- The association of treatment delay and prognosis in head and neck squamous cell carcinoma (HNSCC) patients in a Dutch comprehensive cancer center
- Oral Oncology
- Volume | Issue number
- 50 | 4
- Pages (from-to)
- Document type
- Faculty of Dentistry (ACTA)
Faculty of Medicine (AMC-UvA)
The increasing volume of head and neck squamous cell carcinoma (HNSCC) patients can lead to longer intervals between histopathological diagnosis and primary treatment. This could cause psychological distress to the patient, but more importantly could possibly lead to tumor progression and decreased survival. Accordingly, this study investigates these relationships.
The correlation of professional delay and clinical characteristics of 2493 patients, treated between 1990 and 2011 with oral, oropharyngeal, hypopharyngeal and laryngeal SCC, was investigated.
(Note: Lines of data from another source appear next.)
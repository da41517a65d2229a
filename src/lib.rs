//! partial-ranker - Partial ranking with ties from noisy repeated measurements
//!
//! Objects (typically algorithm variants) are compared by the overlap of
//! their quantile ranges. Non-overlapping ranges give a strict "better-than"
//! edge; overlapping ranges are ties. Three methodologies turn that relation
//! into rank levels, and a convergence loop decides how many samples to
//! collect before the ranking is trusted.
//!
//! ```text
//! samples -> QuantileComparer -> DependencyGraph -> PartialRanker -> ranks
//!                 ^                                                  |
//!                 +----------- ConvergenceDriver (more samples) <----+
//! ```

pub mod comparison;
pub mod convergence;
pub mod dependency_graph;
pub mod error;
pub mod measurements;
pub mod quantile;
pub mod rank_table;
pub mod ranking;
pub mod simulator;

pub use error::{RankError, Result};
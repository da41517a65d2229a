// Partial ranking strategies over a quantile comparer
//
// Three methodologies turn the pairwise relation into rank levels:
// - Depth (dfg): rank = longest-path depth in the dependency graph
// - Reduced depth (dfg-reduced): depth graph, transitively reduced, then
//   re-ranked along its separable arrangement
// - Equivalence (min): connected components of the "equal" relation, ordered
//   by the lower bound of a representative
//
// All three share the `RankingStrategy` capability set; `PartialRanker` is the
// closed enum that dispatches between them by `Method`.

mod assignment;
mod depth;
mod equivalence;
mod reduced;

pub use assignment::RankAssignment;
pub use depth::DepthRanker;
pub use equivalence::EquivalenceRanker;
pub use reduced::ReducedDepthRanker;

use crate::dependency_graph::DependencyGraph;
use crate::error::{RankError, Result};
use crate::quantile::QuantileComparer;
use crate::rank_table::RankTable;
use serde::{Deserialize, Serialize};
use std::collections::BTreeMap;
use std::fmt;
use std::str::FromStr;

/// Ranking methodology tag
///
/// Serialized as its kebab-case tag. Deserialization goes through `FromStr`,
/// so config files accept exactly the spellings `parse` does.
#[derive(Debug, Clone, Copy, PartialEq, Eq, Hash, Default, Serialize, Deserialize)]
#[serde(rename_all = "kebab-case", try_from = "String")]
pub enum Method {
    /// Rank = dependency-graph depth
    Dfg,
    /// Depth graph, transitively reduced and re-ranked along its arrangement
    #[default]
    DfgReduced,
    /// Equivalence classes of the "equal" relation
    Min,
}

impl Method {
    pub const ALL: [Method; 3] = [Method::Dfg, Method::DfgReduced, Method::Min];

    pub fn tag(self) -> &'static str {
        match self {
            Method::Dfg => "dfg",
            Method::DfgReduced => "dfg-reduced",
            Method::Min => "min",
        }
    }
}

impl fmt::Display for Method {
    fn fmt(&self, f: &mut fmt::Formatter<'_>) -> fmt::Result {
        f.write_str(self.tag())
    }
}

impl FromStr for Method {
    type Err = RankError;

    fn from_str(s: &str) -> Result<Self> {
        match s.trim().to_ascii_lowercase().as_str() {
            "dfg" | "depth" => Ok(Method::Dfg),
            "dfg-reduced" | "dfgreduced" | "reduced" => Ok(Method::DfgReduced),
            "min" | "equivalence" => Ok(Method::Min),
            _ => Err(RankError::UnsupportedStrategy { tag: s.to_string() }),
        }
    }
}

impl TryFrom<String> for Method {
    type Error = RankError;

    fn try_from(tag: String) -> Result<Self> {
        tag.parse()
    }
}

/// Capabilities shared by every ranking methodology
pub trait RankingStrategy {
    /// Which methodology this is
    fn method(&self) -> Method;

    /// Compute (or recompute) the rank assignment
    fn compute_ranks(&mut self) -> Result<()>;

    /// The assignment from the last `compute_ranks`, if any
    fn assignment(&self) -> Option<&RankAssignment>;

    /// Dependency graph describing the rank relation
    fn dependency_graph(&self) -> Result<DependencyGraph>;

    /// Linear order of objects used to seed re-ranking
    fn separable_arrangement(&mut self) -> Result<Vec<String>>;

    /// The last assignment, or `UnknownObject` if ranks were never computed
    fn computed(&self) -> Result<&RankAssignment> {
        self.assignment().ok_or_else(not_computed)
    }

    /// Objects at each rank
    fn ranks(&self) -> Result<&BTreeMap<usize, Vec<String>>> {
        Ok(self.computed()?.ranks())
    }

    /// Rank of one object; `UnknownObject` if never ranked
    fn rank_of(&self, object: &str) -> Result<usize> {
        self.computed()?.rank_of(object)
    }
}

fn not_computed() -> RankError {
    RankError::UnknownObject {
        object: "<ranks not computed>".to_string(),
    }
}

/// Strategy selector over the three methodologies
///
/// # Example
/// ```
/// use partial_ranker::measurements::MeasurementSet;
/// use partial_ranker::quantile::QuantileComparer;
/// use partial_ranker::ranking::{Method, PartialRanker, RankingStrategy};
///
/// # fn main() -> partial_ranker::error::Result<()> {
/// let set: MeasurementSet = vec![
///     ("A", vec![1.0, 1.0, 1.0, 1.0]),
///     ("B", vec![5.0, 5.0, 5.0, 5.0]),
///     ("C", vec![1.0, 1.0, 1.0, 1.0]),
/// ].into_iter().collect();
///
/// let mut comparer = QuantileComparer::new(set);
/// comparer.compute_quantiles(75.0, 25.0, false)?;
/// comparer.compare_all()?;
///
/// let mut ranker = PartialRanker::new(&comparer, Method::Dfg);
/// ranker.compute_ranks()?;
/// assert_eq!(ranker.rank_of("A")?, 0);
/// assert_eq!(ranker.rank_of("C")?, 0);
/// assert_eq!(ranker.rank_of("B")?, 1);
/// # Ok(())
/// # }
/// ```
#[derive(Debug)]
pub enum PartialRanker<'a> {
    Depth(DepthRanker<'a>),
    Reduced(ReducedDepthRanker<'a>),
    Equivalence(EquivalenceRanker<'a>),
}

impl<'a> PartialRanker<'a> {
    pub fn new(comparer: &'a QuantileComparer, method: Method) -> Self {
        match method {
            Method::Dfg => PartialRanker::Depth(DepthRanker::new(comparer)),
            Method::DfgReduced => PartialRanker::Reduced(ReducedDepthRanker::new(comparer)),
            Method::Min => PartialRanker::Equivalence(EquivalenceRanker::new(comparer)),
        }
    }

    /// Select the methodology by tag (`dfg`, `dfg-reduced`, `min`)
    pub fn from_tag(comparer: &'a QuantileComparer, tag: &str) -> Result<Self> {
        Ok(Self::new(comparer, tag.parse()?))
    }

    fn comparer(&self) -> &'a QuantileComparer {
        match self {
            PartialRanker::Depth(r) => r.comparer(),
            PartialRanker::Reduced(r) => r.comparer(),
            PartialRanker::Equivalence(r) => r.comparer(),
        }
    }

    /// Switch methodology on the same comparer and compute ranks
    pub fn compute_ranks_with(&mut self, method: Method) -> Result<()> {
        if self.method() != method {
            *self = Self::new(self.comparer(), method);
        }
        self.compute_ranks()
    }

    /// Ranks as an exportable `{object_id, rank}` table
    pub fn rank_table(&self) -> Result<RankTable> {
        Ok(RankTable::from_assignment(self.computed()?))
    }
}

impl RankingStrategy for PartialRanker<'_> {
    fn method(&self) -> Method {
        match self {
            PartialRanker::Depth(r) => r.method(),
            PartialRanker::Reduced(r) => r.method(),
            PartialRanker::Equivalence(r) => r.method(),
        }
    }

    fn compute_ranks(&mut self) -> Result<()> {
        match self {
            PartialRanker::Depth(r) => r.compute_ranks(),
            PartialRanker::Reduced(r) => r.compute_ranks(),
            PartialRanker::Equivalence(r) => r.compute_ranks(),
        }
    }

    fn assignment(&self) -> Option<&RankAssignment> {
        match self {
            PartialRanker::Depth(r) => r.assignment(),
            PartialRanker::Reduced(r) => r.assignment(),
            PartialRanker::Equivalence(r) => r.assignment(),
        }
    }

    fn dependency_graph(&self) -> Result<DependencyGraph> {
        match self {
            PartialRanker::Depth(r) => r.dependency_graph(),
            PartialRanker::Reduced(r) => r.dependency_graph(),
            PartialRanker::Equivalence(r) => r.dependency_graph(),
        }
    }

    fn separable_arrangement(&mut self) -> Result<Vec<String>> {
        match self {
            PartialRanker::Depth(r) => r.separable_arrangement(),
            PartialRanker::Reduced(r) => r.separable_arrangement(),
            PartialRanker::Equivalence(r) => r.separable_arrangement(),
        }
    }
}
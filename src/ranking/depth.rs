// Depth ranking: rank of an object = its depth in the dependency graph

use super::{Method, RankAssignment, RankingStrategy};
use crate::dependency_graph::DependencyGraph;
use crate::error::Result;
use crate::quantile::QuantileComparer;

/// Ranks objects by their longest "better-than" chain from a best object
///
/// Objects nothing is strictly better than get rank 0. The comparer's matrix
/// must be fully evaluated (`compare_all`) before `compute_ranks`.
#[derive(Debug, Clone)]
pub struct DepthRanker<'a> {
    comparer: &'a QuantileComparer,
    graph: Option<DependencyGraph>,
    assignment: Option<RankAssignment>,
}

impl<'a> DepthRanker<'a> {
    pub fn new(comparer: &'a QuantileComparer) -> Self {
        Self {
            comparer,
            graph: None,
            assignment: None,
        }
    }

    pub(crate) fn comparer(&self) -> &'a QuantileComparer {
        self.comparer
    }

    /// The unreduced graph built by the last `compute_ranks`
    pub fn graph(&self) -> Option<&DependencyGraph> {
        self.graph.as_ref()
    }
}

impl RankingStrategy for DepthRanker<'_> {
    fn method(&self) -> Method {
        Method::Dfg
    }

    fn compute_ranks(&mut self) -> Result<()> {
        let mut graph = DependencyGraph::from_comparer(self.comparer)?;
        let depths = graph.depths()?;

        let mut assignment = RankAssignment::new();
        for (object, depth) in self.comparer.objects().iter().zip(depths) {
            assignment.insert(object, depth);
        }
        tracing::debug!(
            objects = assignment.len(),
            levels = assignment.levels(),
            "depth ranking computed"
        );

        self.graph = Some(graph);
        self.assignment = Some(assignment);
        Ok(())
    }

    fn assignment(&self) -> Option<&RankAssignment> {
        self.assignment.as_ref()
    }

    fn dependency_graph(&self) -> Result<DependencyGraph> {
        match &self.graph {
            Some(graph) => Ok(graph.clone()),
            None => DependencyGraph::from_comparer(self.comparer),
        }
    }

    fn separable_arrangement(&mut self) -> Result<Vec<String>> {
        match self.graph.as_mut() {
            Some(graph) => graph.separable_arrangement(),
            None => DependencyGraph::from_comparer(self.comparer)?.separable_arrangement(),
        }
    }
}
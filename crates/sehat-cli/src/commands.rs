//! Command handlers

use std::path::Path;

use sehat_app::app::{run_diagnosis, run_fleet_analysis};
use sehat_app::config::Config;
use sehat_domain::model::VehicleInput;
use sehat_types::{AccidentHistory, EngineSound, ExhaustSmoke, Language, OutputFormat, Result};

use crate::cli::{Cli, Commands};
use crate::output::{output_diagnosis, output_fleet};

/// Execute CLI command
pub fn execute(cli: Cli) -> Result<()> {
    // Load config
    let mut config = Config::load()?;

    // Override from CLI args
    if let Some(lang) = cli.lang {
        config.language = lang;
    }
    if let Some(format) = cli.format {
        config.output_format = format;
    }

    match cli.command {
        Commands::Diagnose {
            model,
            months,
            sound,
            smoke,
            accident,
            body,
            notes,
        } => cmd_diagnose(
            &config, model, months, sound, smoke, accident, body, notes,
        ),
        Commands::Fleet { file } => cmd_fleet(&config, &file),
        Commands::Config {
            show,
            set_lang,
            set_output,
            reset,
        } => cmd_config(config, show, set_lang, set_output, reset),
    }
}

#[allow(clippy::too_many_arguments)]
fn cmd_diagnose(
    config: &Config,
    model: String,
    months: u32,
    sound: EngineSound,
    smoke: ExhaustSmoke,
    accident: AccidentHistory,
    body: u8,
    notes: Option<String>,
) -> Result<()> {
    let input = VehicleInput {
        model,
        months_since_service: months,
        engine_sound: sound,
        exhaust_smoke: smoke,
        accident_history: accident,
        body_condition_percent: body,
        description: notes,
    };

    let outcome = run_diagnosis(&input, config.language);
    output_diagnosis(config.output_format, &outcome)
}

fn cmd_fleet(config: &Config, file: &Path) -> Result<()> {
    let outcome = run_fleet_analysis(file, config.language)?;
    output_fleet(config.output_format, &outcome)
}

fn cmd_config(
    mut config: Config,
    show: bool,
    set_lang: Option<Language>,
    set_output: Option<OutputFormat>,
    reset: bool,
) -> Result<()> {
    if reset {
        Config::default().save()?;
        println!("Configuration reset to defaults.");
        return Ok(());
    }

    let mut modified = false;
    if let Some(lang) = set_lang {
        config.language = lang;
        modified = true;
    }
    if let Some(format) = set_output {
        config.output_format = format;
        modified = true;
    }

    if modified {
        config.save()?;
        println!("Configuration saved.");
    }

    if show || !modified {
        println!("{}", config);
    }

    Ok(())
}
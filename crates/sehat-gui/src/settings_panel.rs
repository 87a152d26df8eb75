//! Settings panel for sehat-checker GUI

use eframe::egui::{self, Color32, RichText, Ui};
use sehat_app::config::Config;
use sehat_types::{Language, OutputFormat};

/// Settings panel
pub struct SettingsPanel {
    /// Language selection
    selected_language: Language,
    /// Output format selection (used by the CLI)
    selected_format: OutputFormat,
    /// Whether config was modified
    modified: bool,
    /// Status message
    status_message: Option<(String, bool)>, // (message, is_error)
}

impl SettingsPanel {
    pub fn new(config: &Config) -> Self {
        Self {
            selected_language: config.language,
            selected_format: config.output_format,
            modified: false,
            status_message: None,
        }
    }

    pub fn ui(&mut self, ui: &mut Ui, config: &mut Config) {
        ui.heading("Settings");
        ui.add_space(10.0);

        // Language selection
        ui.label(RichText::new("Report language").strong());
        ui.add_space(5.0);

        ui.horizontal(|ui| {
            for lang in Language::ALL {
                let selected = self.selected_language == lang;
                if ui.selectable_label(selected, lang.label()).clicked() {
                    self.selected_language = lang;
                    self.modified = true;
                }
            }
        });

        ui.add_space(15.0);
        ui.separator();
        ui.add_space(15.0);

        // Output format (CLI default)
        ui.label(RichText::new("Default output format").strong());
        ui.add_space(5.0);

        ui.horizontal(|ui| {
            for format in [OutputFormat::Table, OutputFormat::Json] {
                let selected = self.selected_format == format;
                if ui
                    .selectable_label(selected, format.to_string())
                    .clicked()
                {
                    self.selected_format = format;
                    self.modified = true;
                }
            }
        });

        ui.add_space(20.0);
        ui.separator();
        ui.add_space(15.0);

        // Current config display
        ui.label(RichText::new("Current configuration").strong());
        ui.add_space(5.0);

        egui::Frame::new()
            .fill(Color32::from_gray(30))
            .inner_margin(10.0)
            .corner_radius(4.0)
            .show(ui, |ui| {
                egui::Grid::new("current_config")
                    .num_columns(2)
                    .spacing([20.0, 6.0])
                    .show(ui, |ui| {
                        ui.label("Language:");
                        ui.label(config.language.label());
                        ui.end_row();

                        ui.label("Output format:");
                        ui.label(config.output_format.to_string());
                        ui.end_row();
                    });
            });

        ui.add_space(20.0);

        // Save button
        ui.horizontal(|ui| {
            if ui
                .add_enabled(self.modified, egui::Button::new(RichText::new("Save").size(16.0)))
                .clicked()
            {
                self.save_config(config);
            }

            if ui.button("Reset").clicked() {
                self.selected_language = config.language;
                self.selected_format = config.output_format;
                self.modified = false;
                self.status_message = None;
            }

            if self.modified {
                ui.label(RichText::new("* unsaved changes").color(Color32::YELLOW));
            }
        });

        // Status message
        if let Some((ref msg, is_error)) = self.status_message {
            ui.add_space(10.0);
            let color = if is_error {
                Color32::LIGHT_RED
            } else {
                Color32::LIGHT_GREEN
            };
            ui.label(RichText::new(msg).color(color));
        }
    }

    fn save_config(&mut self, config: &mut Config) {
        config.language = self.selected_language;
        config.output_format = self.selected_format;

        match config.save() {
            Ok(()) => {
                self.modified = false;
                self.status_message = Some(("Settings saved.".to_string(), false));
            }
            Err(e) => {
                self.status_message = Some((format!("Save failed: {}", e), true));
            }
        }
    }
}
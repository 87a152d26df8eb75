//! Core types for vehicle health reporting

mod error;
mod types;

pub use error::*;
pub use types::*;

use clap::ValueEnum;
use serde::{Deserialize, Serialize};

/// Output format for results
#[derive(Clone, Copy, Debug, Default, PartialEq, Eq, ValueEnum, Serialize, Deserialize)]
#[serde(rename_all = "lowercase")]
pub enum OutputFormat {
    #[default]
    Table,
    Json,
}

impl std::fmt::Display for OutputFormat {
    fn fmt(&self, f: &mut std::fmt::Formatter<'_>) -> std::fmt::Result {
        match self {
            OutputFormat::Table => write!(f, "table"),
            OutputFormat::Json => write!(f, "json"),
        }
    }
}
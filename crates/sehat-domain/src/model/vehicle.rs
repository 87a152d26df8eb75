use serde::{Deserialize, Serialize};
use sehat_types::{AccidentHistory, EngineSound, ExhaustSmoke, HealthStatus};

/// Single-vehicle form input
///
/// Numeric ranges (months 0-48, body percent 0-100) are enforced by the input
/// surface; the scorer still clamps the final score defensively.
#[derive(Debug, Clone, Serialize, Deserialize)]
pub struct VehicleInput {
    pub model: String,
    pub months_since_service: u32,
    pub engine_sound: EngineSound,
    pub exhaust_smoke: ExhaustSmoke,
    pub accident_history: AccidentHistory,
    pub body_condition_percent: u8,
    /// Optional free-text issue description (Hindi/English/Hinglish)
    pub description: Option<String>,
}

/// Everything a diagnostic report template substitutes
#[derive(Debug, Clone, Serialize, Deserialize)]
pub struct DiagnosticRecord {
    pub model: String,
    pub health_score: u8,
    pub status: HealthStatus,
    pub engine_sound: EngineSound,
    pub exhaust_smoke: ExhaustSmoke,
    pub accident_history: AccidentHistory,
    pub body_condition_percent: u8,
    /// Advisory lines from the symptom classifier (fallback line if none matched)
    pub advisories: Vec<String>,
    pub maintenance_window_days: u32,
    pub recommended_parts: String,
    pub verdict: String,
}
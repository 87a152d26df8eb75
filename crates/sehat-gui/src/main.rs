//! GUI entry point for Sehat Checker

mod app;
mod diagnose_panel;
mod fleet_panel;
mod settings_panel;

use app::SehatApp;
use eframe::egui;

fn main() -> eframe::Result<()> {
    let options = eframe::NativeOptions {
        viewport: egui::ViewportBuilder::default()
            .with_inner_size([1000.0, 700.0])
            .with_min_inner_size([800.0, 500.0]),
        ..Default::default()
    };

    eframe::run_native(
        "Sehat Checker",
        options,
        Box::new(|cc| Ok(Box::new(SehatApp::new(cc)))),
    )
}
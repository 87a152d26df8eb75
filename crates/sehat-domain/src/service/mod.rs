//! Domain services

mod fleet;
mod health;
mod report;
mod symptoms;

pub use fleet::{health_column, identifier_column, summarize_fleet};
pub use health::{diagnose, health_score, maintenance_window_days, status_for};
pub use report::{generate_diagnostic_report, generate_fleet_report};
pub use symptoms::{analyze_symptoms, detect_symptoms, fallback_message, SymptomCategory};
//! Health scoring service
//!
//! Fixed linear penalty formula over a few form inputs. All thresholds are
//! constants; there is no learning or calibration.

use sehat_types::{AccidentHistory, EngineSound, HealthStatus, Language};

use crate::model::{DiagnosticRecord, VehicleInput};
use crate::service::symptoms::analyze_symptoms;

const SERVICE_PENALTY_PER_MONTH: i64 = 5;
const ROUGH_SOUND_PENALTY: i64 = 30;
const MAJOR_ACCIDENT_PENALTY: i64 = 40;

/// Compute the 0-100 health score
///
/// `100 - 5*months - 30 (non-smooth sound) - 40 (major collision)`, clamped.
/// The clamp covers arbitrary month counts, not just the 0-48 form range.
pub fn health_score(
    months_since_service: u32,
    engine_sound: EngineSound,
    accident_history: AccidentHistory,
) -> u8 {
    let mut score = 100 - SERVICE_PENALTY_PER_MONTH * months_since_service as i64;
    if engine_sound != EngineSound::Smooth {
        score -= ROUGH_SOUND_PENALTY;
    }
    if accident_history == AccidentHistory::MajorCollision {
        score -= MAJOR_ACCIDENT_PENALTY;
    }
    score.clamp(0, 100) as u8
}

/// Status label for a health score
pub fn status_for(score: u8) -> HealthStatus {
    if score > 75 {
        HealthStatus::Perfect
    } else if score > 50 {
        HealthStatus::UnderStress
    } else {
        HealthStatus::Damaged
    }
}

/// Days until the next recommended service: floor(score * 1.5)
pub fn maintenance_window_days(score: u8) -> u32 {
    (score as f64 * 1.5) as u32
}

fn recommended_parts(score: u8) -> &'static str {
    if score < 60 {
        "Engine Oil & Brake Pads"
    } else {
        "Routine Filters"
    }
}

fn verdict(score: u8) -> &'static str {
    if score > 70 {
        "Your car is safe."
    } else {
        "Visit mechanic soon!"
    }
}

/// Build the full diagnostic record for a vehicle input
///
/// The language only affects the classifier advisories; status, parts and
/// verdict labels stay in English in both report languages.
pub fn diagnose(input: &VehicleInput, lang: Language) -> DiagnosticRecord {
    let score = health_score(
        input.months_since_service,
        input.engine_sound,
        input.accident_history,
    );
    let advisories = analyze_symptoms(input.description.as_deref().unwrap_or(""), lang);

    DiagnosticRecord {
        model: input.model.clone(),
        health_score: score,
        status: status_for(score),
        engine_sound: input.engine_sound,
        exhaust_smoke: input.exhaust_smoke,
        accident_history: input.accident_history,
        body_condition_percent: input.body_condition_percent,
        advisories,
        maintenance_window_days: maintenance_window_days(score),
        recommended_parts: recommended_parts(score).to_string(),
        verdict: verdict(score).to_string(),
    }
}

#[cfg(test)]
mod tests {
    use super::*;
    use sehat_types::ExhaustSmoke;

    #[test]
    fn test_smooth_sound_never_scores_lower() {
        for months in 0..=48 {
            for accident in AccidentHistory::ALL {
                let smooth = health_score(months, EngineSound::Smooth, accident);
                for sound in [EngineSound::Grinding, EngineSound::Ticking, EngineSound::Knocking] {
                    assert!(smooth >= health_score(months, sound, accident));
                }
            }
        }
    }

    #[test]
    fn test_score_clamps_to_zero() {
        assert_eq!(
            health_score(48, EngineSound::Knocking, AccidentHistory::MajorCollision),
            0
        );
    }

    #[test]
    fn test_score_clamps_for_out_of_range_months() {
        // The form caps months at 48, but the clamp must hold for any input
        assert_eq!(
            health_score(u32::MAX, EngineSound::Smooth, AccidentHistory::NoAccidents),
            0
        );
        assert_eq!(
            health_score(10_000, EngineSound::Knocking, AccidentHistory::MajorCollision),
            0
        );
    }

    #[test]
    fn test_score_formula() {
        // 100 - 6*5 = 70
        assert_eq!(
            health_score(6, EngineSound::Smooth, AccidentHistory::NoAccidents),
            70
        );
        // 100 - 6*5 - 30 = 40
        assert_eq!(
            health_score(6, EngineSound::Grinding, AccidentHistory::NoAccidents),
            40
        );
        // 100 - 6*5 - 40 = 30
        assert_eq!(
            health_score(6, EngineSound::Smooth, AccidentHistory::MajorCollision),
            30
        );
        // Minor dents carry no penalty
        assert_eq!(
            health_score(6, EngineSound::Smooth, AccidentHistory::MinorDents),
            70
        );
    }

    #[test]
    fn test_status_thresholds() {
        assert_eq!(status_for(76), HealthStatus::Perfect);
        assert_eq!(status_for(75), HealthStatus::UnderStress);
        assert_eq!(status_for(51), HealthStatus::UnderStress);
        assert_eq!(status_for(50), HealthStatus::Damaged);
        assert_eq!(status_for(0), HealthStatus::Damaged);
    }

    #[test]
    fn test_maintenance_window_floors() {
        assert_eq!(maintenance_window_days(85), 127); // 127.5 floors to 127
        assert_eq!(maintenance_window_days(100), 150);
        assert_eq!(maintenance_window_days(0), 0);
    }

    #[test]
    fn test_parts_and_verdict_thresholds() {
        assert_eq!(recommended_parts(59), "Engine Oil & Brake Pads");
        assert_eq!(recommended_parts(60), "Routine Filters");
        assert_eq!(verdict(70), "Visit mechanic soon!");
        assert_eq!(verdict(71), "Your car is safe.");
    }

    #[test]
    fn test_diagnose_builds_full_record() {
        let input = VehicleInput {
            model: "Honda City 2022".to_string(),
            months_since_service: 6,
            engine_sound: EngineSound::Smooth,
            exhaust_smoke: ExhaustSmoke::None,
            accident_history: AccidentHistory::NoAccidents,
            body_condition_percent: 80,
            description: None,
        };
        let record = diagnose(&input, Language::English);
        assert_eq!(record.health_score, 70);
        assert_eq!(record.status, HealthStatus::UnderStress);
        assert_eq!(record.maintenance_window_days, 105);
        assert_eq!(record.recommended_parts, "Routine Filters");
        assert_eq!(record.verdict, "Visit mechanic soon!");
        // Empty description still yields the generic fallback line
        assert_eq!(record.advisories.len(), 1);
    }

    #[test]
    fn test_record_serializes_to_json() {
        let input = VehicleInput {
            model: "Maruti Swift".to_string(),
            months_since_service: 12,
            engine_sound: EngineSound::Ticking,
            exhaust_smoke: ExhaustSmoke::Black,
            accident_history: AccidentHistory::MinorDents,
            body_condition_percent: 55,
            description: Some("brakes squeak".to_string()),
        };
        let record = diagnose(&input, Language::English);
        let json = serde_json::to_string(&record).unwrap();
        assert!(json.contains("\"health_score\":10"));
        assert!(json.contains("\"status\":\"damaged\""));
    }
}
Patients were divided in two groups based on treatment delay, defined as the interval between histopathological diagnosis and initial treatment. Univariate and multivariate proportional hazards models were used to assess disease specific survival (DSS) and disease free survival (DFS).
Year of diagnosis, tumor site and therapy were significantly related to treatment delay. Tumor stage was not related to treatment delay. Multivariate regression models revealed that the group with a delay of more than 30 days had a better DSS (HR .838, CI .697-.922, p = .041) and DFS (HR .816, CI .702-.947), p = .007) than the group treated within 30 days.
In our study, treatment delay up to 90 days is not related to impaired survival. This argument can be used extremely cautiously to comfort patients who have to wait several weeks for treatment. Although, possible tumor progression during treatment delay could have led to increased morbidity subsequent to more extensive treatment. Also, possible negative psychological impact of delay in treatment should not be underestimated.